Chi abita nel centro di Catania vive una città moderna con teatri, cinema, ristoranti, pub; le periferie ne vivono un’altra. San Cristoforo, ha una sua vivacità, ma è del tutto diversa da quella che si trova in via Etnea o in Corso Italia o al Lungomare, così come diversi sono i quartieri di Librino, dove non c’è nulla, e San Giovanni Galermo, Angeli custodi, Monte Po, qui la qualità dei servizi è ridotta a zero. Compresi i collegamenti che sono minimi. Fino a qualche tempo fa a Catania c’erano diciassette centri di quartiere, adesso soltanto quattro. È un dato eloquentissimo che non va neppure commentato. Le risorse del PNRR hanno lo scopo di far riprendere il cammino alle economie nazionali e locali. Quel cammino va ripreso coinvolgendo tutti, dotando tutti delle opportunità per partecipare alla ripresa. Quelle opportunità passano da cose molto concrete: scuola, igiene, acqua, energia, mobilità, sicurezza. Le amministrazioni comunali hanno compiti importanti in questi campi”.
- Lei crede che la questione nodale siano le disuguaglianze?

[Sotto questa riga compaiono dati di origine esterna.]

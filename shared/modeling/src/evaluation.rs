use anyhow::Result;
use speedy_core::RunConfig;
use speedy_data_provider::{BatchSampler, Split};
use tch::{nn::Module, Kind, Tensor};
use tracing::debug;

use crate::{accuracy, calc_pplx, cross_entropy, DeviceBatch, SpeedyLangNet};

#[derive(Debug, Clone, Copy, PartialEq)]
pub struct EvalMetrics {
    pub loss: f64,
    pub accuracy: f64,
    pub pplx: f64,
    pub num_batches: usize,
}

/// Mean loss and accuracy over the fixed held-out sweep at the maximum sequence length.
///
/// The sweep is a pure function of the weights, so repeated calls without training in
/// between return identical values.
pub fn evaluate<S: BatchSampler + ?Sized>(
    model: &SpeedyLangNet,
    sampler: &S,
    config: &RunConfig,
) -> Result<EvalMetrics> {
    let length = config.max_sequence_length();
    let batch_size = config.eval_batch_size();
    let num_batches = config.num_eval_steps();

    let was_training = model.is_training();
    model.set_training(false);
    let sums = tch::no_grad(|| sweep(model, sampler, batch_size, length, num_batches));
    model.set_training(was_training);
    let (loss_sum, acc_sum) = sums?;

    let loss = loss_sum / num_batches as f64;
    let accuracy = acc_sum / num_batches as f64;

    debug!(num_batches, batch_size, length, loss, accuracy, "evaluated");
    Ok(EvalMetrics {
        loss,
        accuracy,
        pplx: calc_pplx(loss),
        num_batches,
    })
}

/// Summed loss and accuracy over the first `num_batches` held-out batches.
fn sweep<S: BatchSampler + ?Sized>(
    model: &SpeedyLangNet,
    sampler: &S,
    batch_size: usize,
    length: usize,
    num_batches: usize,
) -> Result<(f64, f64)> {
    let device = model.device();
    let mut loss_sum = Tensor::zeros([], (Kind::Float, device));
    let mut acc_sum = Tensor::zeros([], (Kind::Float, device));
    for index in 0..num_batches {
        let batch = sampler.fixed_batch(Split::Eval, index, batch_size, length)?;
        let batch = DeviceBatch::new(&batch, device);
        let logits = model.forward(&batch.inputs);
        loss_sum += cross_entropy(&logits, &batch.targets);
        acc_sum += accuracy(&logits, &batch.targets);
    }
    Ok((loss_sum.double_value(&[]), acc_sum.double_value(&[])))
}

#[cfg(test)]
mod tests {
    use super::*;
    use crate::AttentionImplementation;
    use pretty_assertions::assert_eq;
    use speedy_core::{OptimizerConfig, SequenceConfig};
    use speedy_data_provider::{TokenSplits, UniformSampler};
    use tch::Device;

    fn tiny_run() -> RunConfig {
        RunConfig::builder()
            .depth(Some(1))
            .width(Some(64))
            .vocab_size(16)
            .max_sequence_length(16)
            .sequence(SequenceConfig {
                initial_length: 8,
                ..Default::default()
            })
            .optimizer(OptimizerConfig {
                num_eval_tokens: 64,
                ..Default::default()
            })
            .capacity_scalar(0.0035)
            .build()
            .unwrap()
    }

    #[test]
    fn repeated_evaluation_is_identical() {
        tch::manual_seed(7);
        let config = tiny_run();
        let model = SpeedyLangNet::new(
            &config.model,
            AttentionImplementation::Sdpa,
            Device::Cpu,
            Kind::Float,
        )
        .unwrap();
        let eval: Vec<i32> = (0..200).map(|i| (i * 7 % 16) as i32).collect();
        let sampler = UniformSampler::new(TokenSplits::new(eval.clone(), eval), 3);

        let first = evaluate(&model, &sampler, &config).unwrap();
        let second = evaluate(&model, &sampler, &config).unwrap();
        assert_eq!(first, second);
        assert_eq!(first.num_batches, config.num_eval_steps());
        assert!(first.loss.is_finite());
        assert!((0.0..=1.0).contains(&first.accuracy));
        assert!(model.is_training());
    }

    #[test]
    fn short_eval_split_is_an_error() {
        let config = tiny_run();
        let model = SpeedyLangNet::new(
            &config.model,
            AttentionImplementation::Eager,
            Device::Cpu,
            Kind::Float,
        )
        .unwrap();
        let sampler = UniformSampler::new(TokenSplits::new(vec![0; 100], vec![0; 10]), 3);
        assert!(evaluate(&model, &sampler, &config).is_err());
        assert!(model.is_training());

        model.set_training(false);
        assert!(evaluate(&model, &sampler, &config).is_err());
        assert!(!model.is_training());
    }

    #[test]
    fn multi_row_eval_batches() {
        let config = RunConfig::builder()
            .depth(Some(1))
            .width(Some(64))
            .vocab_size(16)
            .max_sequence_length(16)
            .sequence(SequenceConfig {
                initial_length: 8,
                ..Default::default()
            })
            .optimizer(OptimizerConfig {
                num_eval_tokens: 256,
                ..Default::default()
            })
            .capacity_scalar(0.02)
            .build()
            .unwrap();
        assert!(config.eval_batch_size() > 1);

        let model = SpeedyLangNet::new(
            &config.model,
            AttentionImplementation::Sdpa,
            Device::Cpu,
            Kind::Float,
        )
        .unwrap();
        let eval: Vec<i32> = (0..512).map(|i| (i % 16) as i32).collect();
        let sampler = UniformSampler::new(TokenSplits::new(eval.clone(), eval), 1);
        let metrics = evaluate(&model, &sampler, &config).unwrap();
        assert!(metrics.loss.is_finite());
    }
}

“Proprio così. Sono il problema da affrontare su cui l’amministrazione deve lavorare, perché tanti cittadini vivono una condizione di disagio pesantissima, e se non si offre quel minimo di spazio vitale, non ci si può lamentare se ci sono implicazioni sociali negative. Servono azioni mirate. Se curiamo questo aspetto, mettiamo in moto un processo virtuoso che riempirà il sistema di economia sana”.
- Che allo stato invece è minima. Le casse del Comune sono messe molto male…
“Siamo dissestati perché la gente non paga, e non paga perché non ha i soldi, non ha i soldi perché non lavora, quindi come vede torniamo al punto di partenza; occorre fare, che le parole non sempre funzionano”.
- È vero però che tanti catanesi sono riluttanti al rispetto delle regole con la logica che devono fare fesso l’altro, non avvertono i problemi della città come propri, ma come cosa di altri. Un esempio è la raccolta differenziata che non decolla…
“La gestione dei rifiuti è la vera grande urgenza della città, da tutti percepita come tale. È una delle cose più complicate da risolvere. Tutti hanno delle responsabilità: le famiglie, l’amministrazione, le imprese fornitrici del servizio di raccolta, chi ricicla, chi gestisce le discariche. Dappertutto si annidano rendite, ossia vantaggi, piccoli e grandi, che non spettano. Forse questo è il vero nodo della città. Aver trasformato le azioni pubbliche in affari. E se gli affari non sono convenienti, non si fanno. Sono molti gli esempi in città di azioni pubbliche che non si mettono in campo perché l’affare non è conveniente. Basti per tutte la vicenda incredibile di Corso Martiri, o l’impossibilità di trasformare la Plaja di Catania in una grande attrazione turistica”.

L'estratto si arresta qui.